I first heard about this from a NPR Radiolab broadcast last year. It talks first about Benford's discovery and then has an interview with a forensic accountant who uses Benford's law to check for fraud. The amateur auditor inside me found it fascinating.
posted by saffry at 11:15 AM on August 7, 2010


Thank you for the explanations. But, how do I apply it to catch fake random numbers? The wiki article said it was used to accuse Iran of fake election data. How so?
posted by JohnnyGunn at 11:44 AM on August 7, 2010


There are other methods as well - for example, many phenomena occur in a normal distribution. If you have a process that should be generating normal data, and it is not, then you again have reason to suspect fabrication. This applies with anything you know "should" happen with the data.

To see some interesting implementations of this sort of thing, check out the OKCupid blog. They often apply analyses of their data to interesting effect. The current article is devoted to finding the lies people tell by examining data!

The politics blog FiveThirtyEight also does this with polling data and such. They have actually exposed some pollsters that were making up their data or doing other unscrupulous manipulations.
posted by Earl the Polliwog at 11:50 AM on August 7, 2010


JohnnyGunn: in a series of figures measuring a real-world quantity (votes, dollars, etc), the probability of the first digit being a 1 is about 30%. Assuming you have at least a couple dozen quantities to measure, just see how many first digit 1s there are compared to 7s, 8s and 9s. If there aren't about as many 1s as 7s 8s and 9s together, the data is probably bogus.
posted by seanmpuckett at 11:56 AM on August 7, 2010


Also, when people make up data and try to be random, they tend to pick 5s and 6s much more often than 1s and 2s. Numbers in the middle seem more "random" to people.

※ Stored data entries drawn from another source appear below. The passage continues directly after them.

//! Recap background worker entry point.
//!
//! `recapd run` is the long-lived worker: it restores the persisted
//! session, performs an initial forced server check, and then re-checks on
//! a fixed interval. The other subcommands are one-shot operations against
//! the same core (login, logout, status, task submission) for use from
//! scripts and for exercising the client without a UI attached.

use clap::{Parser, Subcommand};
use recap_auth::AuthSessionManager;
use recap_bus::NotificationBus;
use recap_config_and_utils::{init_logging, Config, Paths};
use recap_gateway::{TaskGateway, TaskRequest};
use recap_status::ServerStatusMonitor;
use recap_storage::{CredentialStore, DiskStore, SessionStore};
use std::path::PathBuf;
use std::sync::Arc;
use std::time::Duration;
use tracing::{debug, info};

/// Recap: client runtime for the Recap summarization task server.
#[derive(Parser, Debug)]
#[command(name = "recapd")]
#[command(about = "Recap client: credential lifecycle, server status, and task proxying")]
struct Args {
    /// Task server base URL.
    #[arg(long, env = "RECAP_SERVER_URL")]
    server_url: Option<String>,

    /// Base directory for runtime files (defaults to ~/.recap).
    #[arg(long, env = "RECAP_BASE_DIR")]
    base_dir: Option<PathBuf>,

    /// Interval between periodic server health checks, in seconds.
    #[arg(long, env = "RECAP_POLL_INTERVAL_SECS")]
    poll_interval_secs: Option<u64>,

    /// Log level (trace, debug, info, warn, error)
    #[arg(long, default_value = "info")]
    log_level: String,

    #[command(subcommand)]
    command: Option<Command>,
}

#[derive(Subcommand, Debug)]
enum Command {
    /// Run the background worker (default).
    Run,
    /// Login with the shared password.
    Login {
        /// The shared password.
        password: String,
    },
    /// Logout and clear the stored credential.
    Logout,
    /// Check server reachability and credential validity.
    Status,
    /// Submit a task to the server.
    Task {
        /// Task type (e.g. summarize_email, summarize_chat).
        task_type: String,
        /// Task payload as JSON (defaults to an empty object).
        #[arg(long, default_value = "{}")]
        data: String,
    },
}

/// Everything a subcommand needs, wired top-down with owned instances.
struct Client {
    bus: NotificationBus,
    auth: AuthSessionManager,
    monitor: ServerStatusMonitor,
    gateway: TaskGateway,
    config: Config,
}

fn build_client(args: &Args) -> anyhow::Result<Client> {
    let paths = match &args.base_dir {
        Some(dir) => Paths::with_base_dir(dir.clone()),
        None => Paths::new()?,
    };
    paths.ensure_dirs()?;

    let mut config = Config::load(&paths)?;
    if let Some(url) = &args.server_url {
        config.server_url = url.clone();
    }
    if let Some(secs) = args.poll_interval_secs {
        config.poll_interval_secs = secs;
    }
    // Fail early on an unusable server URL
    config.server_url()?;

    let fast = Arc::new(SessionStore::new());
    let durable = Arc::new(DiskStore::new(paths.store_file()));
    let store = CredentialStore::new(fast, durable);

    let bus = NotificationBus::new();
    let auth = AuthSessionManager::new(store.clone(), bus.clone(), config.server_url.clone());
    let monitor = ServerStatusMonitor::new(
        auth.clone(),
        store,
        bus.clone(),
        config.server_url.clone(),
    );
    let gateway = TaskGateway::new(auth.clone(), monitor.clone(), config.server_url.clone());

    Ok(Client {
        bus,
        auth,
        monitor,
        gateway,
        config,
    })
}

async fn run_worker(client: Client) -> anyhow::Result<()> {
    info!(server_url = %client.config.server_url, "Recap worker starting");

    // Observe the same bus UI contexts subscribe through
    let mut notifications = client.bus.subscribe();
    tokio::spawn(async move {
        while let Ok(notification) = notifications.recv().await {
            info!(kind = ?notification.kind, payload = %notification.payload, "State change");
        }
    });

    // Pull the last known status before the first push arrives
    if client.monitor.load_snapshot().is_some() {
        debug!("Starting from persisted status snapshot");
    }

    let state = client.auth.load_persisted_session().await;
    info!(
        authenticated = state.is_authenticated,
        has_credential = state.has_credential,
        "Session restored"
    );

    client.monitor.force_server_check().await;

    let mut ticker =
        tokio::time::interval(Duration::from_secs(client.config.poll_interval_secs.max(1)));
    ticker.set_missed_tick_behavior(tokio::time::MissedTickBehavior::Delay);
    ticker.tick().await; // the first tick completes immediately

    loop {
        tokio::select! {
            _ = ticker.tick() => {
                client.monitor.force_server_check().await;
            }
            _ = tokio::signal::ctrl_c() => {
                info!("Shutting down");
                break;
            }
        }
    }

    Ok(())
}

#[tokio::main]
async fn main() -> anyhow::Result<()> {
    let args = Args::parse();
    init_logging(&args.log_level);

    let client = build_client(&args)?;

    match args.command.unwrap_or(Command::Run) {
        Command::Run => run_worker(client).await?,
        Command::Login { password } => {
            client.auth.login(&password).await?;
            let state = client.auth.get_auth_state();
            println!("{}", serde_json::to_string_pretty(&state)?);
        }
        Command::Logout => {
            client.auth.load_persisted_session().await;
            client.auth.logout().await;
            println!("logged out");
        }
        Command::Status => {
            client.auth.load_persisted_session().await;
            client.monitor.force_server_check().await;
            let status = client.monitor.get_status();
            println!("{}", serde_json::to_string_pretty(&status)?);
        }
        Command::Task { task_type, data } => {
            client.auth.load_persisted_session().await;
            let payload: serde_json::Value = serde_json::from_str(&data)?;
            let response = client
                .gateway
                .execute(TaskRequest::new(task_type, payload))
                .await?;
            println!("{}", serde_json::to_string_pretty(&response)?);
        }
    }

    Ok(())
}
//! Storage abstraction for the Recap client.
//!
//! The client persists its credential across two key-value backends with
//! different lifetimes:
//! - **Fast backend** ([`SessionStore`]): in-process, low latency, cleared
//!   whenever the worker restarts.
//! - **Durable backend** ([`DiskStore`]): JSON file under the base
//!   directory, survives restarts, authoritative across them.
//!
//! [`CredentialStore`] layers the credential lifecycle on top of the two
//! backends: dual writes, read-repair consistency checking, and
//! failure-tolerant semantics (a backend error never propagates past this
//! crate's boundary).

mod credential_store;
mod disk_store;
mod keys;
mod session_store;
mod traits;

pub use credential_store::{ConsistencyReport, CredentialStore, CONSISTENCY_CHECK_DELAY};
pub use disk_store::DiskStore;
pub use keys::StorageKeys;
pub use session_store::SessionStore;
pub use traits::KeyValueStore;

use thiserror::Error;

/// Error type for storage operations.
#[derive(Error, Debug)]
pub enum StorageError {
    /// Backend-specific storage error
    #[error("Storage backend error: {0}")]
    Backend(String),

    /// Encoding/decoding error
    #[error("Encoding error: {0}")]
    Encoding(String),

    /// IO error
    #[error("IO error: {0}")]
    Io(#[from] std::io::Error),
}

/// Result type for storage operations.
pub type StorageResult<T> = Result<T, StorageError>;
//! Core types, configuration, and utilities for the Recap client.

mod config;
mod error;
mod logging;
mod paths;

pub use config::{Config, DEFAULT_LOG_LEVEL, DEFAULT_SERVER_URL};
pub use error::{CoreError, CoreResult};
pub use logging::{init_logging, parse_level};
pub use paths::Paths;
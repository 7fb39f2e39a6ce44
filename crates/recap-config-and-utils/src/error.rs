//! Core error types for the Recap client.

use thiserror::Error;

/// Core error type for configuration and path operations.
#[derive(Error, Debug)]
pub enum CoreError {
    /// Configuration error
    #[error("Configuration error: {0}")]
    Config(String),

    /// IO error
    #[error("IO error: {0}")]
    Io(#[from] std::io::Error),

    /// URL parsing error
    #[error("Invalid URL: {0}")]
    InvalidUrl(#[from] url::ParseError),

    /// JSON serialization/deserialization error
    #[error("JSON error: {0}")]
    Json(#[from] serde_json::Error),

    /// Path error (e.g., home directory not found)
    #[error("Path error: {0}")]
    Path(String),
}

/// Result type alias using CoreError.
pub type CoreResult<T> = Result<T, CoreError>;
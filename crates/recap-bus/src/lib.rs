//! Cross-context notification bus.
//!
//! UI contexts (popup, settings page) have independent lifecycles from the
//! background worker; the only push primitive between them is broadcast
//! messaging with no delivery guarantee. This crate wraps that primitive:
//! publishing is fire-and-forget and tolerates the absence of listeners,
//! and every notification is advisory; a consumer that misses one
//! recovers through the state owners' pull APIs.

use serde::{Deserialize, Serialize};
use tokio::sync::broadcast;
use tracing::debug;

/// Default capacity of the broadcast channel. Slow consumers past this
/// lag are dropped, which is acceptable for advisory notifications.
const CHANNEL_CAPACITY: usize = 64;

/// Kinds of state-change notifications published by the core.
#[derive(Debug, Clone, Copy, PartialEq, Eq, Serialize, Deserialize)]
#[serde(rename_all = "snake_case")]
pub enum NotificationKind {
    /// Authentication state changed (login, logout, eviction, repair).
    AuthStatusChanged,
    /// Server reachability or credential validity changed.
    ServerStatusChanged,
}

/// A broadcast notification: a kind plus an opaque JSON payload.
#[derive(Debug, Clone, Serialize, Deserialize)]
pub struct Notification {
    /// Notification kind (e.g. "auth_status_changed").
    #[serde(rename = "type")]
    pub kind: NotificationKind,
    /// Payload, shaped by the publishing component.
    pub payload: serde_json::Value,
}

impl Notification {
    /// Build an auth-status notification.
    pub fn auth_status_changed(payload: serde_json::Value) -> Self {
        Self {
            kind: NotificationKind::AuthStatusChanged,
            payload,
        }
    }

    /// Build a server-status notification.
    pub fn server_status_changed(payload: serde_json::Value) -> Self {
        Self {
            kind: NotificationKind::ServerStatusChanged,
            payload,
        }
    }
}

/// Fire-and-forget broadcast bus for state-change notifications.
#[derive(Clone)]
pub struct NotificationBus {
    sender: broadcast::Sender<Notification>,
}

impl NotificationBus {
    /// Create a new bus.
    pub fn new() -> Self {
        let (sender, _) = broadcast::channel(CHANNEL_CAPACITY);
        Self { sender }
    }

    /// Subscribe to notifications. Each receiver sees every notification
    /// published after the subscription.
    pub fn subscribe(&self) -> broadcast::Receiver<Notification> {
        self.sender.subscribe()
    }

    /// Publish a notification to all current subscribers.
    ///
    /// Delivery is best-effort: with no subscribers the notification is
    /// dropped silently, matching the extension messaging primitive where
    /// no context may be listening.
    pub fn publish(&self, notification: Notification) {
        debug!(kind = ?notification.kind, "Publishing notification");
        let _ = self.sender.send(notification);
    }

    /// Number of currently attached subscribers.
    pub fn receiver_count(&self) -> usize {
        self.sender.receiver_count()
    }
}

impl Default for NotificationBus {
    fn default() -> Self {
        Self::new()
    }
}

This is another trick that can be used to catch fakers.
posted by Earl the Polliwog at 12:03 PM on August 7, 2010


They also try to avoid picking the same number two or more times in a row because they think that's not random, where the opposite is true.
posted by Rhomboid at 12:17 PM on August 7, 2010


Benford's law is about first digits. The claims of fraud in the Iranian election were made based on LAST digits, which should indeed be distributed uniformly in random data. Here's a blog post by Andrew Gelman about it, which links to the paper by Beber and Scacco which analyzes the Iranian election.
posted by escabeche at 12:43 PM on August 7, 2010


A minor caveat to add to the various Benford's law comments: there's actually some evidence that (in some contexts at least) people do intuitively follow Benford's law (see this paper, for instance). So the story is more complicated than it sounds. However, there are a lot of other systematic violations of randomness that you see in human judgements (this article is a great summary, but unless you've got a subscription to Psych Review you'll probably have to take my word for it). The best explanation for it that I've heard is that people are trying to generate numbers that provide the most evidence for a random generating process, which isn't the same thing as generating random numbers (see here for a mildly technical explanation). Personally, I'd be tempted to use as many of the different checks as possible (Benford's law, too many alternations, etc), because there's no one "silver bullet" that is guaranteed to pick out human-generated randomness from actual randomness.
posted by mixing at 4:45 PM on August 7, 2010


Thank you all for your help. Special thanks to Quisp Lover (I am a Quake fan myself) for asking the question. I think I get it now.
posted by JohnnyGunn at 5:50 PM on August 7, 2010


Response by poster: "Nothing on that Safari page crashes my Safari. (5.0.1 on SL)"

I'm still on Safari 4.x, and it just hates that wikipedia page! Weird...I opened it on Firefox, and see nothing unusual in the source.